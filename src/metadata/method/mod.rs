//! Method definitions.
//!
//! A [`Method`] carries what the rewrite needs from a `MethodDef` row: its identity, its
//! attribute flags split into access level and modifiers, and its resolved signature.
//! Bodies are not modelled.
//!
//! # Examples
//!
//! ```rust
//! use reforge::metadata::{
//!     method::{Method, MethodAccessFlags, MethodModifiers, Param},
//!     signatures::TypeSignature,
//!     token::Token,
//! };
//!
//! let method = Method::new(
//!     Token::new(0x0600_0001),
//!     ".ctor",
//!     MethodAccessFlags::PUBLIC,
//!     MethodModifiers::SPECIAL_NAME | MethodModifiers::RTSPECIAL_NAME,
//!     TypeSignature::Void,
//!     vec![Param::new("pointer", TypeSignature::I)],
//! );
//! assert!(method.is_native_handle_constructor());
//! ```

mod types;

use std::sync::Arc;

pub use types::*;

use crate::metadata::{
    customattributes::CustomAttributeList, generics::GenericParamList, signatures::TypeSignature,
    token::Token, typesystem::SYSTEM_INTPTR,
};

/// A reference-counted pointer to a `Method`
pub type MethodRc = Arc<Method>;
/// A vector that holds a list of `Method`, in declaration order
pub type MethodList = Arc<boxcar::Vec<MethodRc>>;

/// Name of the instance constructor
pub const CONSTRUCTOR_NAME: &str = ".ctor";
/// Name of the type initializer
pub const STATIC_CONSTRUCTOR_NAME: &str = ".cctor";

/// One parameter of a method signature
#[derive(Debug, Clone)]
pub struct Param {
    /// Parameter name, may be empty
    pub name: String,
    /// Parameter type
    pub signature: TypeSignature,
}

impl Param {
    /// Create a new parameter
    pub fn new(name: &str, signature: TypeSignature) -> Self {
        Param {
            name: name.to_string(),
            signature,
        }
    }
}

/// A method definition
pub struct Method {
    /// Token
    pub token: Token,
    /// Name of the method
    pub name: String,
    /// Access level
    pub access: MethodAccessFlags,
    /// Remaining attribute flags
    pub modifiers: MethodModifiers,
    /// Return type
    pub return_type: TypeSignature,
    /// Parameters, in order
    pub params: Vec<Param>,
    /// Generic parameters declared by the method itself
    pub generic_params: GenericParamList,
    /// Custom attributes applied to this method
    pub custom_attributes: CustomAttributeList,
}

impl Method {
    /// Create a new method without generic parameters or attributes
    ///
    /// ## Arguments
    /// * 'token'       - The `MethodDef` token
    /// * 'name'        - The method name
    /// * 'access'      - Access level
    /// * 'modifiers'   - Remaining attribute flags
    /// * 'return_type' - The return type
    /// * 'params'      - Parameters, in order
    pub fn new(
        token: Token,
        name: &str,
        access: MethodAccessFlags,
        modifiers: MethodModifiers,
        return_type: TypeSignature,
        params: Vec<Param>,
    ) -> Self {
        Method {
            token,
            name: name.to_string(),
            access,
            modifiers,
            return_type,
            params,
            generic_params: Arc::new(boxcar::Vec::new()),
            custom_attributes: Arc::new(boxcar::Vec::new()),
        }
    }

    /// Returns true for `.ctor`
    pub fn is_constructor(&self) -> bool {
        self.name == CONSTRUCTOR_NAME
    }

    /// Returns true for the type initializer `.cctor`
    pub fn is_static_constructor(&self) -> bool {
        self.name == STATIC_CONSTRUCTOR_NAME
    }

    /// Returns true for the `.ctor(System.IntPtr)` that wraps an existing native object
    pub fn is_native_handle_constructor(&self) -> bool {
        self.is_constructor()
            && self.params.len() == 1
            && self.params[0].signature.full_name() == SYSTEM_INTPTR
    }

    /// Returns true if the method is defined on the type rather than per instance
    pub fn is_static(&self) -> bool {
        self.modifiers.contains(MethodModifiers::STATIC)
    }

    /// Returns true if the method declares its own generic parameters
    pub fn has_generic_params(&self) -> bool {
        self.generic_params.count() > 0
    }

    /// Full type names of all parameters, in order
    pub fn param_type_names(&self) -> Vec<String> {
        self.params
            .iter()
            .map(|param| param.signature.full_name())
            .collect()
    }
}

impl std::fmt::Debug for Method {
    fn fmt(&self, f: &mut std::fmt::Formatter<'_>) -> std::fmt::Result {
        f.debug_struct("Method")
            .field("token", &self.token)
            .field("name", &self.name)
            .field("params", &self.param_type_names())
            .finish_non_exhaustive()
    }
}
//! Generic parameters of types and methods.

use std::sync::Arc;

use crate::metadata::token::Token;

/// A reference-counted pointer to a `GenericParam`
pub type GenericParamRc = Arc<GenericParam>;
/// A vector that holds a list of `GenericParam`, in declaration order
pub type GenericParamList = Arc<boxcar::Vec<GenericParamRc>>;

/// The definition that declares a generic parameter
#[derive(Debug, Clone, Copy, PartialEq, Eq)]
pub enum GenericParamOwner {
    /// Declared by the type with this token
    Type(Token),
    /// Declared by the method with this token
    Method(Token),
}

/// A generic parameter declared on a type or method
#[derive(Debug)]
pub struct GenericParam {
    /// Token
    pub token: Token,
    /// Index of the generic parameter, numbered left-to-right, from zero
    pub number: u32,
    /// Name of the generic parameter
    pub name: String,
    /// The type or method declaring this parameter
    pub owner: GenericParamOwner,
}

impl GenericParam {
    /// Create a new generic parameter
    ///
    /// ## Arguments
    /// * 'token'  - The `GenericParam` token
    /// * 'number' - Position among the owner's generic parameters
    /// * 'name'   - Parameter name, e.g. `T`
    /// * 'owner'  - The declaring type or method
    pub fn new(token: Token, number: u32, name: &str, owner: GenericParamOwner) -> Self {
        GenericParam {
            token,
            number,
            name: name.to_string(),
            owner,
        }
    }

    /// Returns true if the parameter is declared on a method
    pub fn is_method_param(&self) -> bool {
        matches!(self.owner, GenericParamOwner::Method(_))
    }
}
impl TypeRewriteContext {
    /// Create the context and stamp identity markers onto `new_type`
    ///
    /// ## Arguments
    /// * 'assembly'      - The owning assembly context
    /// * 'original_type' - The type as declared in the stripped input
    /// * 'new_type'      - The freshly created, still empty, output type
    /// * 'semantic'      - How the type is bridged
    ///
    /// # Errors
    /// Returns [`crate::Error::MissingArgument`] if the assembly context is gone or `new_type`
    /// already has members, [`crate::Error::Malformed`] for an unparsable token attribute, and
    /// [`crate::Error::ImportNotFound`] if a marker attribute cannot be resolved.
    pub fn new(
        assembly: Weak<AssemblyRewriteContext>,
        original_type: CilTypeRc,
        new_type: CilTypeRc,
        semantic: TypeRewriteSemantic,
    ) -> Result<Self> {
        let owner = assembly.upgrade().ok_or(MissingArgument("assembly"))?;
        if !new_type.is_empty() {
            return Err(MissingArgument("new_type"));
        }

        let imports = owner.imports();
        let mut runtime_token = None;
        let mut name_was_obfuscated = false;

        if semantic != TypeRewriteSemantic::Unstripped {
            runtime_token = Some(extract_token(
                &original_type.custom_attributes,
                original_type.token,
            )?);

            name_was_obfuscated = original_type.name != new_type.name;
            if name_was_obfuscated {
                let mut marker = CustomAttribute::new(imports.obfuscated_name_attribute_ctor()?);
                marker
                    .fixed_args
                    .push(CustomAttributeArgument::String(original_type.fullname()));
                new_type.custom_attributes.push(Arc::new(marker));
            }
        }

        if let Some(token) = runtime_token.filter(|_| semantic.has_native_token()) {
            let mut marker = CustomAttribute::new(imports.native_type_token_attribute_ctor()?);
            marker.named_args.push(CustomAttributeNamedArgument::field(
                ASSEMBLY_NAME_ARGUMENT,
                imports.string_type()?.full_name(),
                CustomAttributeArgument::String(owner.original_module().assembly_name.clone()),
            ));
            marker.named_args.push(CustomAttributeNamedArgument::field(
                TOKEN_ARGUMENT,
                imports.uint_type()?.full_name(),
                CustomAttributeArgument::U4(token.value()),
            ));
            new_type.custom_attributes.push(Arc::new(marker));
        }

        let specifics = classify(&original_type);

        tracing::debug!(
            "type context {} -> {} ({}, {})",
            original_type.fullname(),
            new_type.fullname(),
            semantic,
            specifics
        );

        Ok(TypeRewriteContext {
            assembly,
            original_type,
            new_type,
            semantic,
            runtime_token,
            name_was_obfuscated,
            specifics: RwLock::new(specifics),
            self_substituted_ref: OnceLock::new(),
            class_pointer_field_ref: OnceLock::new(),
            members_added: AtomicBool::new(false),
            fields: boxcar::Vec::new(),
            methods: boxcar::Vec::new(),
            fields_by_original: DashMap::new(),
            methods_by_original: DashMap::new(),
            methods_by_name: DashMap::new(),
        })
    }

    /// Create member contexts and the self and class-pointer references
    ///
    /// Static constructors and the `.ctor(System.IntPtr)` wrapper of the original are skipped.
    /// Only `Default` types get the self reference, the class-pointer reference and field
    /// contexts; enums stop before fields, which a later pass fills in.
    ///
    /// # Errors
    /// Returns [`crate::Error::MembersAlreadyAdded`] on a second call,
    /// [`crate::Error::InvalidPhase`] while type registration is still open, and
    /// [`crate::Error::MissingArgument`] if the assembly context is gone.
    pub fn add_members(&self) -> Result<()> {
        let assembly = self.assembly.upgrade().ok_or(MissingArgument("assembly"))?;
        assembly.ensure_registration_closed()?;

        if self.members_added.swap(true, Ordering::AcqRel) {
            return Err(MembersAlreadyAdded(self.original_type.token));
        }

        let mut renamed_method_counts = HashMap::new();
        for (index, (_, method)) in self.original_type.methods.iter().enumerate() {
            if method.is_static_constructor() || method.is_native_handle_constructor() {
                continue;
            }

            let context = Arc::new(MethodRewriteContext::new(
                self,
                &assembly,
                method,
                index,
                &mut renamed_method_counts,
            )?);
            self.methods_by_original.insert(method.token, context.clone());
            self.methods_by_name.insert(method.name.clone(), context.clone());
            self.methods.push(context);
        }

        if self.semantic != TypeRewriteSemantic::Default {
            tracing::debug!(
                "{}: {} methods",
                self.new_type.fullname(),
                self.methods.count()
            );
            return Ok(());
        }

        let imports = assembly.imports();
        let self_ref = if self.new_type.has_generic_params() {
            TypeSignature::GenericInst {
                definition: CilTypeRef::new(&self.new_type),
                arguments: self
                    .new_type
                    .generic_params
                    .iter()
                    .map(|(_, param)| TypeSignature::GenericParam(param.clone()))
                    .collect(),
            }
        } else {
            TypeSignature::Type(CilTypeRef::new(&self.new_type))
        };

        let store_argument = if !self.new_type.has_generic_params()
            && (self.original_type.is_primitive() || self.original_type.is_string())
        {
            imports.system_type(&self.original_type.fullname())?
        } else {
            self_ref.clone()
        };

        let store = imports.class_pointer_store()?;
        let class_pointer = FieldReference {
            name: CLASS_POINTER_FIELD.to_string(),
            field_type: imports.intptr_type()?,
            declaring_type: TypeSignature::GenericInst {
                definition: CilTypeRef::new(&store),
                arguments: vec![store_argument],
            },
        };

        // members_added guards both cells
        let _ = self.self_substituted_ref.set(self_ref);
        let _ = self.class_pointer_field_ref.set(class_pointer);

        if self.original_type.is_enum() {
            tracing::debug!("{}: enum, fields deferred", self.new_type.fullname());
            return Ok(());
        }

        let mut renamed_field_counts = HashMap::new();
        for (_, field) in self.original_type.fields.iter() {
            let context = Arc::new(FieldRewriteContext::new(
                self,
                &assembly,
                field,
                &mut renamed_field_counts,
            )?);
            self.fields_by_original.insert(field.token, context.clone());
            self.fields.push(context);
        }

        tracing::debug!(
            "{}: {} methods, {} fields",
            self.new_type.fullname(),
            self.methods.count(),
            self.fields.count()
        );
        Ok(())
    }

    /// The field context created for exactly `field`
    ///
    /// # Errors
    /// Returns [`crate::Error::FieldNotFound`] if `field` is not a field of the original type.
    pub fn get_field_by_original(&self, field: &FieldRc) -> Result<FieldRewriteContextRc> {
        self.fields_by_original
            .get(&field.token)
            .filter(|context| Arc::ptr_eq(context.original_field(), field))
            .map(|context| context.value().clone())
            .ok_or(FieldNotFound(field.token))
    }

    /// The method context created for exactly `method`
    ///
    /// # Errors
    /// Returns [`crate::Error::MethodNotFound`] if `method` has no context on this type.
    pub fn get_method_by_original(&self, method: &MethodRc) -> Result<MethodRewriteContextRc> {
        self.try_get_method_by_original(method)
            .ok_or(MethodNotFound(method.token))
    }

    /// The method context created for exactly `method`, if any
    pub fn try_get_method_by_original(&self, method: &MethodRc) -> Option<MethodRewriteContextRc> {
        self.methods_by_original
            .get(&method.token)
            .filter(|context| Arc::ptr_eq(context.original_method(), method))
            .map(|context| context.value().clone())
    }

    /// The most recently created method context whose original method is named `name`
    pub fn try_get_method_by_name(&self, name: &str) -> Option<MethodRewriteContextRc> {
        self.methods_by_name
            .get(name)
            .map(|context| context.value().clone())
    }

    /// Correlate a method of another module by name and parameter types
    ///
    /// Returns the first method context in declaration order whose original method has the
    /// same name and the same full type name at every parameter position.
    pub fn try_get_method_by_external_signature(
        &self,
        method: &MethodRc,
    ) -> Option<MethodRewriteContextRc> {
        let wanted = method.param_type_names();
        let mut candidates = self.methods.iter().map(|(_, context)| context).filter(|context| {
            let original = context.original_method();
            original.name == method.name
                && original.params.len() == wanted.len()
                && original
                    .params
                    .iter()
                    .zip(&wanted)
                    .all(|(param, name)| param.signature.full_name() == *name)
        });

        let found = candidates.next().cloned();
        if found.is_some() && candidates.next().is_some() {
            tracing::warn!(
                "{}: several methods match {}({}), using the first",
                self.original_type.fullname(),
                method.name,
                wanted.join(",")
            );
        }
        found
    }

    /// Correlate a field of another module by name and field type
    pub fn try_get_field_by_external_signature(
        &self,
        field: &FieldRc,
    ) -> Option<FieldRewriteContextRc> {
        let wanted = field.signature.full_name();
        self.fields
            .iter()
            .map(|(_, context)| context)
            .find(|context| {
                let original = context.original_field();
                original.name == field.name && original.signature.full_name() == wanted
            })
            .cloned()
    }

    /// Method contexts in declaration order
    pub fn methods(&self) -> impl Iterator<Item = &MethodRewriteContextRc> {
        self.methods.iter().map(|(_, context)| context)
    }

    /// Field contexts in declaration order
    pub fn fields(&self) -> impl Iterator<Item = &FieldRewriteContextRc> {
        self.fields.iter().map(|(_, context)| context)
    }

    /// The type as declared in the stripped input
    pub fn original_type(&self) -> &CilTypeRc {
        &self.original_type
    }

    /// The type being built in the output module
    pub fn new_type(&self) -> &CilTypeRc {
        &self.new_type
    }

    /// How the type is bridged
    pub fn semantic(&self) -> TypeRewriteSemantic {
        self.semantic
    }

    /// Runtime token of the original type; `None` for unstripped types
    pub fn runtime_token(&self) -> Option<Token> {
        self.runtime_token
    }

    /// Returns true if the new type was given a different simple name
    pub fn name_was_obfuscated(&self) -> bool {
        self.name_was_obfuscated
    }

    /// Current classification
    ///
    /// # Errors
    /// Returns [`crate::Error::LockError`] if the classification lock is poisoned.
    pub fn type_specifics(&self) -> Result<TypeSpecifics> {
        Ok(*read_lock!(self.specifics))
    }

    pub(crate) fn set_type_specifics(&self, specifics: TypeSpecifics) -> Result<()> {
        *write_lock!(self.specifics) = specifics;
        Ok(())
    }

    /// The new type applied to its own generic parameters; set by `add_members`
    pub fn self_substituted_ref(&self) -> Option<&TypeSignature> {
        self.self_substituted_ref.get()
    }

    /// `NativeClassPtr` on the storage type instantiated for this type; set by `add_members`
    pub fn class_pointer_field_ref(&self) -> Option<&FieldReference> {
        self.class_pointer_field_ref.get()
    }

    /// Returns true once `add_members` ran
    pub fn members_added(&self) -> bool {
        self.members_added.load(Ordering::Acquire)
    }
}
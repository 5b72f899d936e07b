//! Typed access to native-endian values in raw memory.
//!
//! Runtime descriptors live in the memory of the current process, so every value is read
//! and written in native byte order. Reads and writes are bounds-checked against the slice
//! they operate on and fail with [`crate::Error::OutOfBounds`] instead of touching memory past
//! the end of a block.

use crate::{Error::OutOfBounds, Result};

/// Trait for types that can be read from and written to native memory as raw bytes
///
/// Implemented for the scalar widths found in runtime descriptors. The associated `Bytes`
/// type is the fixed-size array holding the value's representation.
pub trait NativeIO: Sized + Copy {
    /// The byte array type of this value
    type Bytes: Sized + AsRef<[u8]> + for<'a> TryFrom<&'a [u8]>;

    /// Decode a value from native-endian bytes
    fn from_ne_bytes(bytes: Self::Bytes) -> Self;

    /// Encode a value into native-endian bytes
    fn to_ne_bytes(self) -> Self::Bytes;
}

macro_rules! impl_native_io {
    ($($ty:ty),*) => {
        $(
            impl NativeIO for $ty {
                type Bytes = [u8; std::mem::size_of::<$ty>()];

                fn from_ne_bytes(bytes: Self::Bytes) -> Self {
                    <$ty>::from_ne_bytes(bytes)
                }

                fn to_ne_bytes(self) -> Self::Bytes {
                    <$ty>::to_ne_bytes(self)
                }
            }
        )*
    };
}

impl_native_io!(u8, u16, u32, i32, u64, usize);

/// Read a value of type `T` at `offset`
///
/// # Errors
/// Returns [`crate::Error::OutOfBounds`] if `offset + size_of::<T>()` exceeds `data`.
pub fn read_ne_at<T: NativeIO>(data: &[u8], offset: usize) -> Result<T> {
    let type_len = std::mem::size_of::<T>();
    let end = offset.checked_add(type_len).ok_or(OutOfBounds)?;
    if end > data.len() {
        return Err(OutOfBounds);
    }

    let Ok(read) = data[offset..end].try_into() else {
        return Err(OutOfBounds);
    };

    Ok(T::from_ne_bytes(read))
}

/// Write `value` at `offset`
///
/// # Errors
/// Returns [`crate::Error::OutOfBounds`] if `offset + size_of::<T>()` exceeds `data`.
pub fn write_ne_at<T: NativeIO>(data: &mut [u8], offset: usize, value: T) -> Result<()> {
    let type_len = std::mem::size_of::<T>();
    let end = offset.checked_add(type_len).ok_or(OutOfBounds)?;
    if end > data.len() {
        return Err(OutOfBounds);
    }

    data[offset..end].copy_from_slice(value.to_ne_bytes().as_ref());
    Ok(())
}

- - -

(Work request) Transcribe, exactly and without additions, the lines of the records above, beginning with the line that contains "pub type GenericParamRc = Arc<GenericParam>;" and ending with the line that contains "pub enum GenericParamOwner", both included.

(Task solution)
pub type GenericParamRc = Arc<GenericParam>;
/// A vector that holds a list of `GenericParam`, in declaration order
pub type GenericParamList = Arc<boxcar::Vec<GenericParamRc>>;

/// The definition that declares a generic parameter
#[derive(Debug, Clone, Copy, PartialEq, Eq)]
pub enum GenericParamOwner {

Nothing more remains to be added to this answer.